Prioritization of mixtures of neurotoxic chemicals for biomonitoring using high-throughput toxicokinetics and mixture toxicity modeling

Modern society continues to pollute the environment with larger quantities of chemicals that have also become more structurally and functionally diverse. Risk assessment of chemicals can hardly keep up with the sheer numbers that lead to complex mixtures of increasing chemical diversity including new chemicals, substitution products on top of still abundant legacy compounds. Fortunately, over the last years computational tools have helped us to identify and prioritize chemicals of concern. These include toxicokinetic models to predict exposure to chemicals as well as new approach methodologies such as in-vitro bioassays to address toxicodynamic effects.
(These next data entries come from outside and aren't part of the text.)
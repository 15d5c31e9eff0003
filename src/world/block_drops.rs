use crate::item::{Item, ItemDrop, ToolRef};
use crate::world::{block_properties, BlockId, BlockKind};
use rand::Rng;

const fn drop_of(item: Item, count: u32) -> ItemDrop {
    ItemDrop::new(item, count)
}

const fn block_item(kind: BlockKind) -> Item {
    Item::Block(kind.id())
}

/// Explicit drop table. `None` means the block drops one of itself,
/// `Some(&[])` means it drops nothing.
pub fn drop_table(kind: BlockKind) -> Option<&'static [ItemDrop]> {
    use BlockKind::*;

    const COBBLE: [ItemDrop; 1] = [drop_of(block_item(BlockKind::Cobblestone), 1)];
    const DIRT: [ItemDrop; 1] = [drop_of(block_item(BlockKind::Dirt), 1)];
    const COAL: [ItemDrop; 1] = [drop_of(Item::Coal, 1)];
    const RAW_IRON: [ItemDrop; 1] = [drop_of(Item::RawIron, 1)];
    const RAW_GOLD: [ItemDrop; 1] = [drop_of(Item::RawGold, 1)];
    const DIAMOND: [ItemDrop; 1] = [drop_of(Item::Diamond, 1)];
    const EMERALD: [ItemDrop; 1] = [drop_of(Item::Emerald, 1)];
    const LAPIS: [ItemDrop; 1] = [drop_of(Item::LapisLazuli, 6)];
    const REDSTONE: [ItemDrop; 1] = [drop_of(Item::Redstone, 4)];
    const RAW_COPPER: [ItemDrop; 1] = [drop_of(Item::RawCopper, 3)];
    const QUARTZ: [ItemDrop; 1] = [drop_of(Item::NetherQuartz, 1)];
    const CLAY: [ItemDrop; 1] = [drop_of(Item::ClayBall, 4)];
    const GLOWSTONE: [ItemDrop; 1] = [drop_of(Item::GlowstoneDust, 3)];
    const BOOKS: [ItemDrop; 1] = [drop_of(Item::Book, 3)];
    const TWINE: [ItemDrop; 1] = [drop_of(Item::Twine, 1)];
    const SNOWBALL: [ItemDrop; 1] = [drop_of(Item::Snowball, 1)];
    const SNOWBALLS: [ItemDrop; 1] = [drop_of(Item::Snowball, 4)];
    const NOTHING: [ItemDrop; 0] = [];

    let table: &'static [ItemDrop] = match kind {
        Stone => &COBBLE,
        Grass => &DIRT,
        CoalOre => &COAL,
        IronOre => &RAW_IRON,
        GoldOre => &RAW_GOLD,
        DiamondOre => &DIAMOND,
        EmeraldOre => &EMERALD,
        LapisOre => &LAPIS,
        RedstoneOre => &REDSTONE,
        CopperOre => &RAW_COPPER,
        NetherQuartzOre => &QUARTZ,
        Clay => &CLAY,
        Glowstone => &GLOWSTONE,
        Bookshelf => &BOOKS,
        Cobweb => &TWINE,
        SnowLayer => &SNOWBALL,
        SnowBlock => &SNOWBALLS,
        OakLeaves | Glass | TallGrass | Ice | PackedIce | Vines => &NOTHING,
        _ => return None,
    };
    Some(table)
}

/// Whether breaking `block` with `tool` yields anything at all
pub fn can_harvest(block: BlockId, tool: &ToolRef) -> bool {
    let props = block_properties(block);
    props.hardness >= 0 && props.tool.is_satisfied_by(tool)
}

/// Drops for breaking `block` with a wire tool token.
///
/// The Fortune bonus draws from `rng`; pass a seeded generator for reproducible results.
pub fn get_block_drops<R: Rng>(
    block: BlockId,
    tool: Option<&str>,
    fortune_level: u32,
    silk_touch: bool,
    rng: &mut R,
) -> Vec<ItemDrop> {
    drops_with(block, &ToolRef::resolve(tool, None), fortune_level, silk_touch, rng)
}

/// Same as [`get_block_drops`] for an already parsed tool
pub fn drops_with<R: Rng>(
    block: BlockId,
    tool: &ToolRef,
    fortune_level: u32,
    silk_touch: bool,
    rng: &mut R,
) -> Vec<ItemDrop> {
    if !can_harvest(block, tool) {
        return Vec::new();
    }

    let props = block_properties(block);
    if silk_touch && props.silk_touch {
        return vec![ItemDrop::single(Item::Block(block))];
    }

    let mut drops = match block.kind().and_then(drop_table) {
        Some(table) => table.to_vec(),
        None => vec![ItemDrop::single(Item::Block(block))],
    };

    if props.fortune && fortune_level > 0 {
        for drop in &mut drops {
            let bonus = (rng.gen::<f64>() * (fortune_level as f64 + 1.0)).floor() as u32;
            drop.count *= 1 + bonus;
        }
    }

    drops
}
//! Multiplayer rooms
//!
//! Room lifecycle, reconnection and the position, block and time relays.
//! [`RoomManager`] holds all of the logic; [`RoomServer`] (feature `native`)
//! runs it over TCP with newline-delimited JSON.

pub mod error;
pub mod packet;
pub mod protocol;
pub mod room;
pub mod room_manager;

#[cfg(feature = "native")]
mod connection;
#[cfg(feature = "native")]
pub mod server;

pub use error::{ErrorCode, RoomError, RoomResult};
pub use packet::{ClientMessage, Packet, ServerMessage};
pub use protocol::{Protocol, DEFAULT_TCP_PORT, PROTOCOL_VERSION};
pub use room::{
    BlockChange, ConnectionId, PlayerId, PlayerPosition, PlayerSnapshot, Room, RoomCode,
    RoomSnapshot, RoomStatus,
};
pub use room_manager::{Dispatch, Outcome, RoomEvent, RoomManager};
#[cfg(feature = "native")]
pub use server::RoomServer;
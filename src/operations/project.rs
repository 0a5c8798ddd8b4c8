use std::collections::BTreeMap;

use crate::math::mercator::{self, LatLon};
use crate::math::{Point2, Vector2};
use crate::tile::{GeomKind, PropertyValue, TileData, VectorFeature};

/// Maps raw tile-extent vertices into tile-local rendering space.
///
/// The x axis grows east and the z axis grows north; the tile center is the
/// origin. Every raw vertex yields exactly one output point, in source
/// order; duplicate resolution happens downstream in the point registry.
#[must_use]
pub fn project_rings(
    raw: &[Vec<Point2>],
    extent: f64,
    rect_size: Vector2,
    tile_scale: f64,
) -> Vec<Vec<Point2>> {
    raw.iter()
        .map(|ring| {
            ring.iter()
                .map(|p| {
                    let x = (p.x / extent * rect_size.x - rect_size.x / 2.0) * tile_scale;
                    let z = ((extent - p.y) / extent * rect_size.y - rect_size.y / 2.0) * tile_scale;
                    Point2::new(x, z)
                })
                .collect()
        })
        .collect()
}

/// Inverse of [`project_rings`] for a single point: tile-local rendering
/// space back to a geographic coordinate.
///
/// `tile_center_meters` must be the center of the same mercator rect the
/// forward projection was sized from, and `scale` the same scale factor;
/// the two transforms are exact inverses of each other.
#[must_use]
pub fn tile_to_geographic(point: Point2, tile_center_meters: Point2, scale: f64) -> LatLon {
    let meters = Point2::new(
        tile_center_meters.x + point.x / scale,
        tile_center_meters.y + point.y / scale,
    );
    mercator::meters_to_lat_lon(meters)
}

/// Zoom-relative scale factor:
/// `world_relative_scale · 2^(initial_zoom − current_zoom)`.
#[must_use]
pub fn zoom_scale(world_relative_scale: f64, initial_zoom: u8, current_zoom: u8) -> f64 {
    world_relative_scale * 2.0_f64.powi(i32::from(initial_zoom) - i32::from(current_zoom))
}

/// A feature with its geometry carried in both vertex spaces.
///
/// `geometry` keeps the raw tile-extent rings the containment ray cast
/// runs against; `points` holds the same rings projected into tile-local
/// rendering space for proximity checks and graph building.
#[derive(Debug, Clone)]
pub struct ProjectedFeature {
    pub geometry: Vec<Vec<Point2>>,
    pub points: Vec<Vec<Point2>>,
    pub kind: GeomKind,
    pub extent: f64,
    pub properties: BTreeMap<String, PropertyValue>,
}

impl ProjectedFeature {
    /// Projects `feature` into `tile`'s local rendering space.
    #[must_use]
    pub fn from_feature(feature: &VectorFeature, tile: &TileData, extent: f64) -> Self {
        let points = project_rings(
            &feature.geometry,
            extent,
            tile.rect().size(),
            tile.tile_scale,
        );
        Self {
            geometry: feature.geometry.clone(),
            points,
            kind: feature.kind,
            extent,
            properties: feature.properties.clone(),
        }
    }
}
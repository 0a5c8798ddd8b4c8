use crate::math::mercator::{self, LatLon};
use crate::math::polygon_2d::point_in_rings;
use crate::math::Point2;
use crate::operations::project::ProjectedFeature;
use crate::tile::{self, TileData, TileId};

/// Distance in projected meters under which a query point is accepted as
/// inside a feature without running the polygon test.
pub const PROXIMITY_ACCEPT: f64 = 50.0;

/// Tests whether a geographic coordinate lies inside a feature.
///
/// A query within [`PROXIMITY_ACCEPT`] meters of any projected ring vertex
/// is accepted immediately. This shortcut is a best-effort approximation:
/// it can accept points the ray cast would reject, so callers needing exact
/// containment must not rely on it. A query whose containing tile at the
/// feature tile's zoom differs from the feature's own tile is rejected
/// before the ray cast runs; otherwise the query is moved into the raw
/// vertex space of the rings and decided by even-odd ray casting.
#[must_use]
pub fn contains_coordinate(feature: &ProjectedFeature, tile: &TileData, coord: LatLon) -> bool {
    let from = mercator::lat_lon_to_meters(coord);
    let center = tile.rect().center();
    for ring in &feature.points {
        for point in ring {
            let to = Point2::new(
                center.x + point.x / tile.tile_scale,
                center.y + point.y / tile.tile_scale,
            );
            if nalgebra::distance(&from, &to) < PROXIMITY_ACCEPT {
                return true;
            }
        }
    }

    if TileId::for_coordinate(coord, tile.current_zoom) != tile.id {
        return false;
    }

    let query = tile::lat_lon_to_tile_position(coord, tile.current_zoom, feature.extent);
    point_in_rings(query, &feature.geometry)
}

#[cfg(test)]
mod tests {
    use super::*;
    use crate::tile::{GeomKind, VectorFeature, VectorLayer};

    const EXTENT: f64 = 4096.0;

    fn feature_tile(raw_ring: Vec<Point2>) -> (ProjectedFeature, TileData) {
        let id = TileId::new(9372, 12534, 15);
        let tile = TileData::new(
            id,
            15,
            1.0,
            vec![VectorLayer::new("building", EXTENT, Vec::new())],
        );
        let feature = VectorFeature::new(GeomKind::Polygon, vec![raw_ring]);
        let projected = ProjectedFeature::from_feature(&feature, &tile, EXTENT);
        (projected, tile)
    }

    fn quad(min: f64, max: f64) -> Vec<Point2> {
        vec![
            Point2::new(min, min),
            Point2::new(max, min),
            Point2::new(max, max),
            Point2::new(min, max),
        ]
    }

    /// Geographic coordinate of a raw extent-space position in the tile.
    fn coord_at(tile: &TileData, rx: f64, ry: f64) -> LatLon {
        let rect = tile.rect();
        let size = rect.size();
        mercator::meters_to_lat_lon(Point2::new(
            rect.min.x + rx / EXTENT * size.x,
            rect.max.y - ry / EXTENT * size.y,
        ))
    }

    #[test]
    fn interior_point_is_contained() {
        let (feature, tile) = feature_tile(quad(1000.0, 3000.0));
        assert!(contains_coordinate(&feature, &tile, coord_at(&tile, 2000.0, 2000.0)));
    }

    #[test]
    fn far_exterior_point_is_rejected() {
        let (feature, tile) = feature_tile(quad(1000.0, 1500.0));
        // Same tile, well clear of every vertex and outside the ring.
        assert!(!contains_coordinate(&feature, &tile, coord_at(&tile, 3800.0, 3800.0)));
    }

    #[test]
    fn vertex_proximity_accepts_outside_point() {
        let (feature, tile) = feature_tile(quad(1000.0, 3000.0));
        // One raw unit at zoom 15 is ~0.3 m, so a point a few units outside
        // the ring is within the 50 m shortcut radius of its corner vertex.
        let coord = coord_at(&tile, 990.0, 990.0);
        let query = tile::lat_lon_to_tile_position(coord, tile.current_zoom, EXTENT);
        assert!(!point_in_rings(query, &feature.geometry));
        assert!(contains_coordinate(&feature, &tile, coord));
    }

    #[test]
    fn foreign_tile_query_is_rejected() {
        let (feature, tile) = feature_tile(quad(1000.0, 3000.0));
        // A coordinate one tile east: outside the shortcut radius and not
        // in the feature's tile.
        let coord = coord_at(&tile, EXTENT + 2000.0, 2000.0);
        assert!(!contains_coordinate(&feature, &tile, coord));
    }

    #[test]
    fn hole_excludes_query() {
        let id = TileId::new(9372, 12534, 15);
        let tile = TileData::new(id, 15, 1.0, Vec::new());
        let feature = VectorFeature::new(
            GeomKind::Polygon,
            vec![quad(500.0, 3500.0), quad(1500.0, 2500.0)],
        );
        let projected = ProjectedFeature::from_feature(&feature, &tile, EXTENT);

        // Inside the hole, but more than 50 m from the nearest hole vertex
        // (500 raw units ≈ 150 m at zoom 15).
        assert!(!contains_coordinate(&projected, &tile, coord_at(&tile, 2000.0, 2000.0)));
        // In the solid band between hole and outer ring.
        assert!(contains_coordinate(&projected, &tile, coord_at(&tile, 1000.0, 2000.0)));
    }

    #[test]
    fn projected_feature_keeps_both_spaces() {
        let (feature, _tile) = feature_tile(quad(0.0, EXTENT));
        assert_eq!(feature.geometry.len(), 1);
        assert_eq!(feature.points.len(), 1);
        assert_eq!(feature.geometry[0].len(), feature.points[0].len());
        // Raw space is untouched by projection.
        assert_eq!(feature.geometry[0][0], Point2::new(0.0, 0.0));
    }
}
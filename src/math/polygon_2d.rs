use super::Point2;

/// Even-odd ray-casting containment test against a single ring.
///
/// Casts a ray from the query point toward +x and counts edge crossings.
/// Rings with fewer than 3 vertices contain nothing.
#[must_use]
pub fn point_in_ring(point: Point2, ring: &[Point2]) -> bool {
    let n = ring.len();
    if n < 3 {
        return false;
    }
    let mut inside = false;
    let mut j = n - 1;
    for i in 0..n {
        let pi = ring[i];
        let pj = ring[j];
        if (pi.y > point.y) != (pj.y > point.y)
            && point.x < (pj.x - pi.x) * (point.y - pi.y) / (pj.y - pi.y) + pi.x
        {
            inside = !inside;
        }
        j = i;
    }
    inside
}

/// Even-odd containment test against a full ring set.
///
/// Crossing parity accumulates across rings, so holes encoded as extra
/// rings flip the result.
#[must_use]
pub fn point_in_rings(point: Point2, rings: &[Vec<Point2>]) -> bool {
    rings
        .iter()
        .fold(false, |inside, ring| inside ^ point_in_ring(point, ring))
}
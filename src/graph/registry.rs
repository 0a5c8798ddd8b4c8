use crate::math::Point2;

/// Insertion-ordered registry assigning dense integer ids to tile-local
/// points, merging points that fall within a distance tolerance.
///
/// The first point registered in a tolerance neighborhood owns the id;
/// every later point within tolerance of it resolves to that same id. Ids
/// are zero-based, contiguous, and never reused within one registry
/// lifetime.
#[derive(Debug, Clone)]
pub struct PointRegistry {
    points: Vec<Point2>,
    tolerance: f64,
}

impl PointRegistry {
    /// Creates an empty registry. A non-positive `tolerance` selects exact
    /// coordinate matching.
    #[must_use]
    pub fn new(tolerance: f64) -> Self {
        Self {
            points: Vec::new(),
            tolerance,
        }
    }

    /// Returns the id of the registered point matching `point`, if any.
    ///
    /// With a positive tolerance the scan runs in insertion order; the
    /// axis-aligned tolerance box is a cheap pre-filter, the circular
    /// distance test decides. The first passing entry wins.
    #[must_use]
    #[allow(clippy::float_cmp)] // exact mode compares bitwise-identical projection output
    pub fn lookup(&self, point: Point2) -> Option<usize> {
        if self.tolerance > 0.0 {
            let tol = self.tolerance;
            self.points.iter().position(|q| {
                let dx = q.x - point.x;
                if dx.abs() > tol {
                    return false;
                }
                let dz = q.y - point.y;
                if dz.abs() > tol {
                    return false;
                }
                dx * dx + dz * dz <= tol * tol
            })
        } else {
            self.points
                .iter()
                .position(|q| q.x == point.x && q.y == point.y)
        }
    }

    /// Resolves `point` to its id, registering it if nothing matches.
    pub fn resolve(&mut self, point: Point2) -> usize {
        if let Some(id) = self.lookup(point) {
            return id;
        }
        self.points.push(point);
        self.points.len() - 1
    }

    /// The point owning `id`.
    #[must_use]
    pub fn point(&self, id: usize) -> Option<Point2> {
        self.points.get(id).copied()
    }

    /// Number of registered points.
    #[must_use]
    pub fn len(&self) -> usize {
        self.points.len()
    }

    /// Whether the registry is empty.
    #[must_use]
    pub fn is_empty(&self) -> bool {
        self.points.is_empty()
    }

    /// Iterates `(id, point)` pairs in id order.
    pub fn iter(&self) -> impl Iterator<Item = (usize, Point2)> + '_ {
        self.points.iter().copied().enumerate()
    }
}
use std::collections::BTreeMap;

use serde::{Deserialize, Serialize};

use crate::math::Point2;

/// Geometry kind of a vector-tile feature.
#[derive(Debug, Clone, Copy, PartialEq, Eq, Serialize, Deserialize)]
pub enum GeomKind {
    Point,
    LineString,
    Polygon,
    Unknown,
}

/// A single feature property value.
///
/// The raw format carries arbitrary string-keyed attributes; they are
/// modeled as a small tagged union rather than an open dynamic type.
#[derive(Debug, Clone, PartialEq, Serialize, Deserialize)]
pub enum PropertyValue {
    String(String),
    Number(f64),
    Bool(bool),
    Null,
}

/// A parsed vector-tile feature.
///
/// `geometry` holds the raw rings or lines in tile-extent units, already
/// clipped at the tile boundary by the parser. A line string has one entry
/// per line; a polygon has one entry per ring (outer ring first, holes
/// after).
#[derive(Debug, Clone)]
pub struct VectorFeature {
    pub kind: GeomKind,
    pub geometry: Vec<Vec<Point2>>,
    pub properties: BTreeMap<String, PropertyValue>,
}

impl VectorFeature {
    /// Creates a feature with no properties.
    #[must_use]
    pub fn new(kind: GeomKind, geometry: Vec<Vec<Point2>>) -> Self {
        Self {
            kind,
            geometry,
            properties: BTreeMap::new(),
        }
    }
}

/// A named vector-tile layer whose features share one coordinate extent.
///
/// `extent` is the normalization denominator of the raw format: vertex
/// coordinates span `[0, extent]` across the tile footprint.
#[derive(Debug, Clone)]
pub struct VectorLayer {
    pub name: String,
    pub extent: f64,
    features: Vec<VectorFeature>,
}

impl VectorLayer {
    /// Creates a new layer.
    #[must_use]
    pub fn new(name: impl Into<String>, extent: f64, features: Vec<VectorFeature>) -> Self {
        Self {
            name: name.into(),
            extent,
            features,
        }
    }

    /// Number of features in the layer.
    #[must_use]
    pub fn feature_count(&self) -> usize {
        self.features.len()
    }

    /// Returns the feature at `index`, if present.
    #[must_use]
    pub fn feature(&self, index: usize) -> Option<&VectorFeature> {
        self.features.get(index)
    }

    /// Iterates the layer's features in source order.
    pub fn features(&self) -> impl Iterator<Item = &VectorFeature> {
        self.features.iter()
    }
}
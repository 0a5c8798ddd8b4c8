use std::f64::consts::PI;

use serde::{Deserialize, Serialize};

use super::Point2;

/// Equatorial earth radius of the EPSG:3857 spheroid, in meters.
pub const EARTH_RADIUS: f64 = 6_378_137.0;

/// Half the web-mercator world span: longitude ±180° maps to ±`ORIGIN_SHIFT` meters.
pub const ORIGIN_SHIFT: f64 = PI * EARTH_RADIUS;

/// Geographic coordinate in degrees.
#[derive(Debug, Clone, Copy, PartialEq, Serialize, Deserialize)]
pub struct LatLon {
    pub lat: f64,
    pub lon: f64,
}

impl LatLon {
    /// Creates a new geographic coordinate.
    #[must_use]
    pub fn new(lat: f64, lon: f64) -> Self {
        Self { lat, lon }
    }
}

/// Projects a geographic coordinate into web-mercator meters.
///
/// Valid for latitudes within the mercator domain (±85.0511°); the poles
/// map to infinity.
#[must_use]
pub fn lat_lon_to_meters(coord: LatLon) -> Point2 {
    let mx = coord.lon * ORIGIN_SHIFT / 180.0;
    let my = ((90.0 + coord.lat) * PI / 360.0).tan().ln() / (PI / 180.0) * ORIGIN_SHIFT / 180.0;
    Point2::new(mx, my)
}

/// Inverse of [`lat_lon_to_meters`].
#[must_use]
pub fn meters_to_lat_lon(meters: Point2) -> LatLon {
    let lon = meters.x / ORIGIN_SHIFT * 180.0;
    let y = meters.y / ORIGIN_SHIFT * 180.0;
    let lat = 180.0 / PI * (2.0 * (y * PI / 180.0).exp().atan() - PI / 2.0);
    LatLon::new(lat, lon)
}

#[cfg(test)]
mod tests {
    use approx::assert_relative_eq;

    use super::*;

    #[test]
    fn null_island_projects_to_origin() {
        let m = lat_lon_to_meters(LatLon::new(0.0, 0.0));
        assert!(m.x.abs() < 1e-9);
        assert!(m.y.abs() < 1e-9);
    }

    #[test]
    fn antimeridian_projects_to_origin_shift() {
        let m = lat_lon_to_meters(LatLon::new(0.0, 180.0));
        assert_relative_eq!(m.x, ORIGIN_SHIFT, max_relative = 1e-12);
    }

    #[test]
    fn forty_five_north_known_value() {
        // R * ln(tan(67.5°)) ≈ 5 621 521.486 m.
        let m = lat_lon_to_meters(LatLon::new(45.0, 0.0));
        assert_relative_eq!(m.y, 5_621_521.486_192, max_relative = 1e-9);
    }

    #[test]
    fn meters_round_trip() {
        for &(lat, lon) in &[
            (0.0, 0.0),
            (45.0, 90.0),
            (-33.8688, 151.2093),
            (60.1699, 24.9384),
            (-84.0, -179.5),
        ] {
            let back = meters_to_lat_lon(lat_lon_to_meters(LatLon::new(lat, lon)));
            assert_relative_eq!(back.lat, lat, epsilon = 1e-9);
            assert_relative_eq!(back.lon, lon, epsilon = 1e-9);
        }
    }
}
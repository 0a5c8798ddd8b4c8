use thiserror::Error;

/// Top-level error type for the Crossway road-network core.
#[derive(Debug, Error)]
pub enum CrosswayError {
    #[error(transparent)]
    Graph(#[from] GraphError),
}

/// Errors related to road-graph construction.
#[derive(Debug, Error)]
pub enum GraphError {
    /// The ring-closing vertex of a polygon could not be matched to an
    /// already-registered point. The first vertex was registered when the
    /// ring started, so a miss means point resolution is inconsistent
    /// within one registry lifetime.
    #[error("ring-closing vertex at ({x}, {z}) resolves to no registered point")]
    UnresolvedRingClosure { x: f64, z: f64 },
}

/// Convenience type alias for results using [`CrosswayError`].
pub type Result<T> = std::result::Result<T, CrosswayError>;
Combined, they allow for a prediction of mixtures and their respective effects and help overcome the lack of data we face for many chemicals. In this study we propose a high-throughput approach using experimental and predicted exposure, toxicokinetic and toxicodynamic data to simulate mixtures, to which a virtual population is exposed to and predict their mixture effects. The general workflow is adaptable for any type of toxicity, but we demonstrated its applicability with a case study on neurotoxicity. If no experimental data for neurotoxicity were available, we used baseline toxicity predictions as a surrogate. Baseline toxicity is the minimal toxicity any chemical has and might underestimate the true contribution to the mixture effect but many neurotoxicants are not by orders of magnitude more potent than baseline toxicity. Therefore, including baseline-toxic effects in mixture simulations yields a more realistic picture than excluding them in mixture simulations. This workflow did not only correctly identify and prioritize known chemicals of concern like benzothiazoles, organochlorine pesticides and plasticizers but we were also able to identify new potential neurotoxicants that we recommend to include in future biomonitoring studies and if found in humans, to also include in neurotoxicity screening.